Y, sin embargo: a veces nos olvidamos de cuánto mejoraron las vidas de muchísimas personas. En Londres, por ejemplo —la capital del imperio del momento—, en 1851 un tercio de las mujeres entre 15 y 25 años eran empleadas domésticas, y otro tercio putas.
Es un ejemplo; hay tantos. Si no hubiera cientos de millones de personas con hambre algunos podrían decir que este sistema ha tenido éxito, que no se necesita otro. Muchos igual lo dicen.
«Durante los noventas el comercio siguió expandiéndose a una tasa sin precedentes, casi todo el mundo quedó abierto a los negocios y los gastos militares bajaron. Todos los insumos básicos de la producción se abarataron, mientras las tasas de interés caían velozmente junto con el precio de las commodities básicas. El flujo de capitales se liberó de los controles nacionales y pudo moverse rápidamente a las áreas más productivas. Bajo esas condiciones económicas casi perfectas para la doctrina neoliberal dominante, se podría haber creído que la década traería una prosperidad y justicia social sin parangón», decía The Challenge of Slums.

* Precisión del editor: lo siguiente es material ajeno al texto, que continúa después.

//! Resolves how large the overlay and the image element are drawn.
//!
//! Each axis is decided independently: responsive layouts follow the parent
//! width, `natural` pins the intrinsic size, a configured dimension wins next,
//! and otherwise the image's rendered (client) size is used.

use std::fmt;
use std::rc::Rc;

use serde::{Deserialize, Deserializer, Serialize, Serializer};

use crate::config::MapperConfig;
use crate::model::Size;

/// Measurements of the loaded image element.
#[derive(Clone, Copy, Debug, Default, PartialEq, Serialize, Deserialize)]
#[serde(rename_all = "camelCase", default)]
pub struct ImageInfo {
    pub natural_width: f64,
    pub natural_height: f64,
    pub client_width: f64,
    pub client_height: f64,
}

impl ImageInfo {
    pub fn new(natural: Size, client: Size) -> Self {
        ImageInfo {
            natural_width: natural.width,
            natural_height: natural.height,
            client_width: client.width,
            client_height: client.height,
        }
    }
}

pub type ComputeFn = Rc<dyn Fn(&ImageInfo) -> f64>;

/// Configured width or height. A literal `0` means unset.
#[derive(Clone, Default)]
pub enum Dimension {
    #[default]
    Auto,
    Px(f64),
    Computed(ComputeFn),
}

impl Dimension {
    pub fn computed(f: impl Fn(&ImageInfo) -> f64 + 'static) -> Self {
        Dimension::Computed(Rc::new(f))
    }

    pub fn is_set(&self) -> bool {
        match self {
            Dimension::Auto => false,
            Dimension::Px(v) => *v != 0.0 && !v.is_nan(),
            Dimension::Computed(_) => true,
        }
    }

    /// Pixel value of this dimension. Computed values that are not finite
    /// and positive are rejected so callers fall back to measured sizes.
    pub fn resolve(&self, image: Option<&ImageInfo>) -> Option<f64> {
        match self {
            Dimension::Auto => None,
            Dimension::Px(v) => self.is_set().then_some(*v),
            Dimension::Computed(f) => {
                let v = f(image?);
                if v.is_finite() && v > 0.0 {
                    Some(v)
                } else {
                    log::warn!("computed dimension returned {v}; using measured size");
                    None
                }
            }
        }
    }

    /// Identity comparison: literals by value, functions by pointer.
    pub fn same_as(&self, other: &Dimension) -> bool {
        match (self, other) {
            (Dimension::Auto, Dimension::Auto) => true,
            (Dimension::Px(a), Dimension::Px(b)) => a == b,
            (Dimension::Computed(a), Dimension::Computed(b)) => Rc::ptr_eq(a, b),
            (a, b) => !a.is_set() && !b.is_set(),
        }
    }
}

impl fmt::Debug for Dimension {
    fn fmt(&self, f: &mut fmt::Formatter<'_>) -> fmt::Result {
        match self {
            Dimension::Auto => write!(f, "Auto"),
            Dimension::Px(v) => write!(f, "Px({v})"),
            Dimension::Computed(_) => write!(f, "Computed(..)"),
        }
    }
}

impl From<f64> for Dimension {
    fn from(v: f64) -> Self {
        Dimension::Px(v)
    }
}

impl Serialize for Dimension {
    fn serialize<S: Serializer>(&self, s: S) -> Result<S::Ok, S::Error> {
        match self {
            Dimension::Px(v) if self.is_set() => s.serialize_f64(*v),
            _ => s.serialize_none(),
        }
    }
}

impl<'de> Deserialize<'de> for Dimension {
    fn deserialize<D: Deserializer<'de>>(d: D) -> Result<Self, D::Error> {
        Ok(match Option::<f64>::deserialize(d)? {
            Some(v) if v != 0.0 => Dimension::Px(v),
            _ => Dimension::Auto,
        })
    }
}

/// Explicit size for the image element; `None` lets it size itself.
#[derive(Clone, Copy, Debug, Default, PartialEq, Serialize)]
pub struct ImageSize {
    pub width: Option<f64>,
    pub height: Option<f64>,
}

#[derive(Clone, Copy, Debug, Default, PartialEq, Serialize)]
pub struct Sizing {
    /// Overlay surface and container size.
    pub canvas: Size,
    pub image: ImageSize,
}

fn resolve_width(config: &MapperConfig, image: &ImageInfo, measure: Option<f64>) -> f64 {
    if config.responsive && config.parent_width > 0.0 {
        return config.parent_width;
    }
    if config.natural {
        return image.natural_width;
    }
    measure.unwrap_or(image.client_width)
}

fn resolve_height(config: &MapperConfig, image: &ImageInfo, measure: Option<f64>) -> f64 {
    if config.responsive {
        return image.client_height;
    }
    if config.natural {
        return image.natural_height;
    }
    measure.unwrap_or(image.client_height)
}

pub fn resolve(config: &MapperConfig, image: &ImageInfo) -> Sizing {
    let width = config.width.resolve(Some(image));
    let height = config.height.resolve(Some(image));
    let canvas = Size {
        width: resolve_width(config, image, width),
        height: resolve_height(config, image, height),
    };
    let image_size = ImageSize {
        width: (config.width.is_set() || config.responsive).then_some(canvas.width),
        height: (config.height.is_set() || config.responsive).then_some(canvas.height),
    };
    Sizing { canvas, image: image_size }
}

Y sin embargo, seguía el informe, «un número inédito de países vio cómo su desarrollo retrocedía en los noventas. En 46 países sus habitantes son más pobres ahora (2003) que en 1990. En 25 países más personas pasan más hambre ahora que una década atrás».
Cientos de millones de africanos, latinoamericanos y sudasiáticos no solo comían menos: también cambiaron sus formas de vida. En las grandes villamiserias del OtroMundo hombres que se quedaban sin trabajo dejaron su lugar como jefe de hogar a sus mujeres —que buscaron empleos domésticos o vendieron comidas en la calle. Sus hijos dejaron de ir a la escuela para ayudar con algún trabajito —o, a menudo, para no hacer nada y ocuparse en actividades más o menos delictivas. El empleo negro creció exponencial; las posibilidades de reclamar buenas condiciones de trabajo se hicieron más y más utópicas. La migración se multiplicó entre los que podían encararla. Para los que no, desaparecieron las perspectivas de mejora social: el futuro pasó a ser algo demasiado parecido al presente, una palabra sin mayor sentido.
En un estudio ya clásico, Free Markets and Food Riots, 2004, John Walton y David Seddon censaron 146 «revueltas contra el FMI» en 39 países deudores entre 1976 y 1992. La mayoría empezó como saqueos de comida.
Durante los noventas la tendencia fue clara: la cantidad de hambrientos volvió a crecer, rondaba los 850 millones —y subía. Se estaba incubando una de las peores crisis alimentarias de los últimos tiempos.
Y por detrás, casi silenciosa, lejos de los focos, la gran finanza estaba a punto de dar el golpe. Ya estaba lista: llevaba más de quince años preparándose en una mole junto al lago Michigan.